Work instructions
Report each line of the listing below that holds "contains".

Records shown
//! External deploy backend.
//!
//! The control plane delegates the actual rollout of a release to a deploy
//! backend. The primary implementation talks to a remote deployer service
//! over HTTP; an in-memory mock is provided for testing.

mod remote;

pub use remote::RemoteBackend;

use std::collections::BTreeMap;
use std::sync::Arc;

use async_trait::async_trait;

use crate::config::{BackendConfig, BackendKind};
use crate::error::{FlowError, FlowResult};
use crate::types::{PackageIdentifier, StreamName};

/// Request to deploy a release of a stream.
#[derive(Debug, Clone)]
pub struct BackendRequest {
    /// Stream being deployed.
    pub stream: StreamName,
    /// Package to roll out.
    pub package: PackageIdentifier,
    /// Rendered manifest for this release.
    pub manifest: String,
    /// Deployment properties.
    pub properties: BTreeMap<String, String>,
}

/// Trait for deploy backend implementations.
///
/// A call returns only once the backend has confirmed the outcome; the
/// operation is not cancellable once initiated.
#[async_trait]
pub trait DeployBackend: Send + Sync {
    /// Roll out a release. Used for deploy, update and rollback alike.
    async fn deploy(&self, request: &BackendRequest) -> FlowResult<()>;

    /// Tear down the live instantiation of a stream.
    async fn undeploy(&self, stream: &StreamName) -> FlowResult<()>;
}

/// Create a backend from configuration.
pub fn create_backend(config: &BackendConfig) -> FlowResult<Arc<dyn DeployBackend>> {
    match config.kind {
        BackendKind::Remote => Ok(Arc::new(RemoteBackend::new(config)?)),
        BackendKind::Mock => Ok(Arc::new(MockBackend::default())),
    }
}

/// Mock backend for testing.
///
/// Tracks which streams are live and supports failure injection, both
/// persistent (per stream) and transient (fail the next N calls).
#[derive(Debug, Default)]
pub struct MockBackend {
    live: std::sync::RwLock<std::collections::HashSet<String>>,
    failing: std::sync::RwLock<std::collections::HashSet<String>>,
    transient_failures: std::sync::atomic::AtomicU32,
}

impl MockBackend {
    /// Mark every future call for this stream as failing.
    pub fn fail_stream(&self, stream: &str) {
        if let Ok(mut failing) = self.failing.write() {
            failing.insert(stream.to_owned());
        }
    }

    /// Stop failing calls for this stream.
    pub fn recover_stream(&self, stream: &str) {
        if let Ok(mut failing) = self.failing.write() {
            failing.remove(stream);
        }
    }

    /// Fail the next `count` calls (any stream), then recover.
    pub fn fail_next(&self, count: u32) {
        self.transient_failures
            .store(count, std::sync::atomic::Ordering::SeqCst);
    }

    /// Whether the stream is currently live on the backend.
    #[must_use]
    pub fn is_live(&self, stream: &str) -> bool {
        self.live.read().is_ok_and(|live| live.contains(stream))
    }

    fn check_failures(&self, stream: &StreamName) -> FlowResult<()> {
        let remaining = self
            .transient_failures
            .fetch_update(
                std::sync::atomic::Ordering::SeqCst,
                std::sync::atomic::Ordering::SeqCst,
                |n| n.checked_sub(1),
            )
            .is_ok();
        if remaining {
            return Err(FlowError::backend("injected transient failure"));
        }

        let failing = self
            .failing
            .read()
            .map_err(|_| FlowError::internal("lock poisoned"))?;
        if failing.contains(stream.as_str()) {
            return Err(FlowError::backend(format!(
                "injected failure for {stream}"
            )));
        }

        Ok(())
    }
}

#[async_trait]
impl DeployBackend for MockBackend {
    async fn deploy(&self, request: &BackendRequest) -> FlowResult<()> {
        self.check_failures(&request.stream)?;

        let mut live = self
            .live
            .write()
            .map_err(|_| FlowError::internal("lock poisoned"))?;
        live.insert(request.stream.as_str().to_owned());

        Ok(())
    }

    async fn undeploy(&self, stream: &StreamName) -> FlowResult<()> {
        self.check_failures(stream)?;

        let mut live = self
            .live
            .write()
            .map_err(|_| FlowError::internal("lock poisoned"))?;
        live.remove(stream.as_str());

        Ok(())
    }
}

Reply to the exercise
        self.live.read().is_ok_and(|live| live.contains(stream))
        if failing.contains(stream.as_str()) {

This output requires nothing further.